Genova trasse subito
vantaggio dalla politica comune siderurgica della CECA, che la mise in
condizione di procacciarsi le materie prime in regime preferenziale e diventare
così un produttore esportatore di acciaio. I prodotti dell’Italsider erano
ormai richiesti in tutto il mondo – compresi gli Stati Uniti – e tanta era la
richiesta che venne costituita la commerciale Siderexport che forniva le
lamiere anche alla costruttrice automobilistica tedesca BMW.
La firma del Trattato di
Roma, che istituiva la Comunità Economica Europea dei sei Stati Membri già
facenti parte della CECA, avvenne il 25 Marzo 1957. La strada da compiere era
immensa e la sede della nuova Europa da unire fu stabilita a Bruxelles,
capitale del Belgio che era diviso tra due gruppi culturali differenti in
continuo conflitto tra loro: valloni e fiamminghi. Una situazione di contrasti
e contraddizioni che erano comuni a tutti gli Stati Membri con la speranza di
poterli comporre e adattare in una piccola Europa allargata.
A Genova l’entusiasmo toccò
con caratteri cubitali i quotidiani genovesi, ma non con eccessivo entusiasmo
l’opinione pubblica dato che la città si trovava già per conto suo in pieno
boom economico e sociale. Genova la Superba era uno dei vertici del
magico Triangolo Industriale con Milano e Torino, era la Capitale dell’Industria
IRI, mentre il porto gareggiava con Marsiglia per il predominio mediterraneo.

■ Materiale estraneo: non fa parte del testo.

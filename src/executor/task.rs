//! Task representation and the one-shot completion handle.

use crate::error::{Error, Result};
use crossbeam_channel::{bounded, Receiver, RecvTimeoutError, Sender, TryRecvError};
use std::panic::{catch_unwind, AssertUnwindSafe};
use std::time::Duration;

/// A deferred computation with an attached result channel.
///
/// The closure and everything it captures are moved into the task, so no
/// borrowed data can cross the thread boundary; the compiler rejects
/// non-`'static` captures at construction. Invoking consumes the task and
/// resolves the channel exactly once, with the closure's return value or
/// with the captured panic if it unwound.
pub struct Task<R> {
    func: Box<dyn FnOnce() -> R + Send + 'static>,
    outcome: Sender<Result<R>>,
    handle: Option<Receiver<Result<R>>>,
    priority: i8,
}

impl<R: Send + 'static> Task<R> {
    /// Priority assigned to tasks that never call [`set_priority`](Self::set_priority).
    pub const DEFAULT_PRIORITY: i8 = 0;

    /// Wrap a closure into a task with default priority.
    pub fn new<F>(func: F) -> Self
    where
        F: FnOnce() -> R + Send + 'static,
    {
        let (outcome, handle) = bounded(1);
        Self {
            func: Box::new(func),
            outcome,
            handle: Some(handle),
            priority: Self::DEFAULT_PRIORITY,
        }
    }

    /// Wrap a closure into a task with the given priority.
    pub fn with_priority<F>(func: F, priority: i8) -> Self
    where
        F: FnOnce() -> R + Send + 'static,
    {
        let mut task = Self::new(func);
        task.set_priority(priority);
        task
    }

    /// Scheduling priority, only consulted by [`TaskPolicy::Prio`](crate::TaskPolicy::Prio) queues.
    pub fn priority(&self) -> i8 {
        self.priority
    }

    /// Change the scheduling priority. Has no effect once the task has been
    /// pushed into a queue.
    pub fn set_priority(&mut self, priority: i8) {
        self.priority = priority;
    }

    /// Detach the completion handle.
    ///
    /// The handle exists exactly once; soliciting it a second time is a
    /// programming error and panics.
    pub fn handle(&mut self) -> TaskHandle<R> {
        let receiver = self
            .handle
            .take()
            .expect("completion handle already taken");
        TaskHandle { receiver }
    }

    /// Run the computation and resolve the result channel.
    ///
    /// A panicking closure is caught here; the panic is delivered to the
    /// awaiter as [`Error::TaskPanicked`] and never unwinds into the caller.
    pub fn invoke(self) {
        let func = self.func;
        let result = match catch_unwind(AssertUnwindSafe(func)) {
            Ok(value) => Ok(value),
            Err(payload) => Err(Error::task_panicked(panic_message(payload.as_ref()))),
        };

        // The awaiter may already have dropped its handle.
        let _ = self.outcome.send(result);
    }
}

impl<R> std::fmt::Debug for Task<R> {
    fn fmt(&self, f: &mut std::fmt::Formatter<'_>) -> std::fmt::Result {
        f.debug_struct("Task")
            .field("priority", &self.priority)
            .field("handle_taken", &self.handle.is_none())
            .finish()
    }
}

/// The caller's side of a task's result channel.
///
/// Resolves exactly once: with the task's return value, with the task's
/// captured panic, or with [`Error::Cancelled`] if the task was dropped
/// without ever running.
pub struct TaskHandle<R> {
    receiver: Receiver<Result<R>>,
}

impl<R> TaskHandle<R> {
    /// Block until the task resolves.
    pub fn wait(self) -> Result<R> {
        match self.receiver.recv() {
            Ok(outcome) => outcome,
            Err(_) => Err(Error::Cancelled),
        }
    }

    /// Block until the task resolves or `timeout` elapses.
    ///
    /// Timing out does not consume the handle; the wait can be retried.
    pub fn wait_timeout(&self, timeout: Duration) -> Result<R> {
        match self.receiver.recv_timeout(timeout) {
            Ok(outcome) => outcome,
            Err(RecvTimeoutError::Timeout) => Err(Error::Timeout(timeout)),
            Err(RecvTimeoutError::Disconnected) => Err(Error::Cancelled),
        }
    }

    /// Poll for the outcome without blocking. Returns `None` while the task
    /// is still pending.
    pub fn try_wait(&self) -> Option<Result<R>> {
        match self.receiver.try_recv() {
            Ok(outcome) => Some(outcome),
            Err(TryRecvError::Empty) => None,
            Err(TryRecvError::Disconnected) => Some(Err(Error::Cancelled)),
        }
    }
}

impl<R> std::fmt::Debug for TaskHandle<R> {
    fn fmt(&self, f: &mut std::fmt::Formatter<'_>) -> std::fmt::Result {
        f.debug_struct("TaskHandle")
            .field("resolved", &!self.receiver.is_empty())
            .finish()
    }
}

/// Extract a printable message from a panic payload.
fn panic_message(payload: &(dyn std::any::Any + Send)) -> String {
    if let Some(s) = payload.downcast_ref::<&str>() {
        (*s).to_string()
    } else if let Some(s) = payload.downcast_ref::<String>() {
        s.clone()
    } else {
        "unknown panic payload".to_string()
    }
}

#[cfg(test)]
mod tests {
    use super::*;

    #[test]
    fn invoke_resolves_value() {
        let mut task = Task::new(|| 40 + 2);
        let handle = task.handle();

        task.invoke();
        assert_eq!(handle.wait().unwrap(), 42);
    }

    #[test]
    fn priority_accessors() {
        let mut task: Task<()> = Task::new(|| {});
        assert_eq!(task.priority(), Task::<()>::DEFAULT_PRIORITY);

        task.set_priority(-7);
        assert_eq!(task.priority(), -7);

        let task: Task<()> = Task::with_priority(|| {}, 3);
        assert_eq!(task.priority(), 3);
    }

    #[test]
    fn panic_is_captured() {
        let mut task: Task<()> = Task::new(|| panic!("boom"));
        let handle = task.handle();

        task.invoke();
        match handle.wait() {
            Err(Error::TaskPanicked(msg)) => assert_eq!(msg, "boom"),
            other => panic!("expected captured panic, got {other:?}"),
        }
    }

    #[test]
    fn dropped_task_cancels_handle() {
        let mut task = Task::new(|| 1);
        let handle = task.handle();

        drop(task);
        assert!(matches!(handle.wait(), Err(Error::Cancelled)));
    }

    #[test]
    fn wait_timeout_reports_pending() {
        let mut task = Task::new(|| 1);
        let handle = task.handle();

        assert!(matches!(
            handle.wait_timeout(Duration::from_millis(10)),
            Err(Error::Timeout(_))
        ));
        assert!(handle.try_wait().is_none());

        task.invoke();
        assert_eq!(handle.wait_timeout(Duration::from_millis(10)).unwrap(), 1);
    }

    #[test]
    #[should_panic(expected = "completion handle already taken")]
    fn second_handle_solicitation_panics() {
        let mut task = Task::new(|| 1);
        let _first = task.handle();
        let _second = task.handle();
    }
}
//! Reference consumer: flood a pool with trivial tasks and report
//! throughput. Not part of the core library.

use std::time::Instant;

use clap::{Parser, ValueEnum};
use threadmill::prelude::*;

#[derive(Debug, Clone, Copy, Default, ValueEnum)]
enum Preset {
    /// Blank defaults (Fifo, 16 max, 8 initial).
    Blank,
    /// One worker per hardware thread.
    #[default]
    Common,
    /// Compute-heavy sizing.
    CpuBound,
    /// I/O-heavy sizing.
    IoBound,
    /// Timer/housekeeping sizing.
    TimeBound,
}

#[derive(Debug, Clone, Copy, Default, ValueEnum)]
enum Policy {
    #[default]
    Fifo,
    Lifo,
    Prio,
    Rand,
}

#[derive(Parser)]
#[command(name = "stress", about = "threadmill throughput tester", version)]
struct Cli {
    /// Pool sizing preset
    #[arg(long, value_enum, default_value = "common")]
    preset: Preset,

    /// Queue dequeue policy
    #[arg(long, value_enum, default_value = "fifo")]
    policy: Policy,

    /// Number of tasks to submit
    #[arg(long, default_value_t = 100_000)]
    tasks: usize,

    /// Resize the pool to this many workers before submitting
    #[arg(long)]
    workers: Option<usize>,
}

fn main() -> Result<()> {
    let cli = Cli::parse();

    let config = match cli.preset {
        Preset::Blank => PoolConfig::default(),
        Preset::Common => PoolConfig::common(),
        Preset::CpuBound => PoolConfig::cpu_bound(),
        Preset::IoBound => PoolConfig::io_bound(),
        Preset::TimeBound => PoolConfig::time_bound(),
    };

    let policy = match cli.policy {
        Policy::Fifo => TaskPolicy::Fifo,
        Policy::Lifo => TaskPolicy::Lifo,
        Policy::Prio => TaskPolicy::Prio,
        Policy::Rand => TaskPolicy::Rand,
    };

    let pool: ThreadPool<usize> = ThreadPoolBuilder::from_config(config)
        .policy(policy)
        .build()?;

    if let Some(workers) = cli.workers {
        pool.resize_workers(workers);
    }

    let report = pool.report();
    eprintln!(
        "pool up: {} workers, policy {:?}, {} tasks",
        report.running, policy, cli.tasks
    );

    let start = Instant::now();

    let handles: Vec<_> = (0..cli.tasks)
        .map(|i| pool.emplace(move || i.wrapping_mul(2654435761)))
        .collect();

    let mut checksum = 0usize;
    for handle in handles {
        checksum = checksum.wrapping_add(handle.wait()?);
    }

    let elapsed = start.elapsed();
    let rate = cli.tasks as f64 / elapsed.as_secs_f64();

    println!(
        "{} tasks in {:.3}s ({:.0} tasks/s, checksum {:x})",
        cli.tasks,
        elapsed.as_secs_f64(),
        rate,
        checksum
    );

    Ok(())
}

Genova era allora la piazza
più importante per l’import italiano soprattutto di materie prime. Qui avevano
sede le principali società petrolifere – tra cui le internazionali Esso
Standard Italiana, la Shell e la Mobiloil – l’Italia di Navigazione, che era la
più importante delle quattro Società armatoriali di Stato, gli Armatori Liberi,
gli Agenti Marittimi, Fornitori navali, Provveditorie marittime, le Riparazioni
navali e una fitta rete commerciale rappresentata da Case di Spedizione,
Assicurazioni, Case di Import-Export, Agenti di Case Estere, Periti. E infine
ben 48 Consolati Generali o Onorari esteri. Una potenza economica che aspirava
a raggiungere gli 800.000 abitanti con nuove opere pubbliche in corso tra cui
l’Aeroporto sul mare, la Fiera Internazionale, il nuovo quartiere di Portoria e
quello a levante attorno alla nuova strada Pedemontana oggi Corso Europa.
Il punto debole
dell’emporio genovese era però l’isolamento autostradale che soffocava lo
sviluppo dell’intera regione ligure, dotata solo della vecchia autocamionale
dei Giovi, mentre il crescente fenomeno della motorizzazione paralizzava la
circolazione dei mezzi cittadini. Per percorrere quel centinaio di metri
rappresentato dalle due gallerie tra Piazza Corvetto e Piazza della Nunziata
nelle ore di punta si impiegavano 45 minuti tra un sonoro concerto di
clacson. E Callisto Bagnara, modesto venditore di calzature e Assessore al
Traffico, vi stava coraggiosamente attuando l’introduzione di innovativi e
contrastati sensi unici.
Altro handicap era dato
dalla mancanza di aree per nuovi insediamenti industriali per le quali si
stavano tuttavia avviando soluzioni Oltre-appennino. La Circoscrizione Doganale
di Genova era la più importante d’Italia ed era oberata di dichiarazioni
doganali che rallentavano lo scorrimento delle merci. Di conseguenza il porto si
intasava e nei fine settimana anche 40 navi stazionavano in rada in attesa
dell’accosto. Si cercavano soluzioni per
spostare i controlli doganali delle merci in transito a Rivalta Scrivia perché
ormai varie Case di Spedizioni avevano trovato strade alternative nei porti
anseatici dove le merci scorrevano più speditamente risparmiando sui costi. In
aggiunta, anche l’Armamento era toccato dalle nuove norme della concorrenza
europea perché sulle grandi linee di traffico - come ad esempio le rotte tra il
Mediterraneo, Golfo del Messico e Nord America - esistevano cartelli internazionali
chiamati Conferenze Marittime che annullavano la concorrenza sui noli praticati
dagli aderenti, subendo inoltre quella dei tramps che erano fuori Conference.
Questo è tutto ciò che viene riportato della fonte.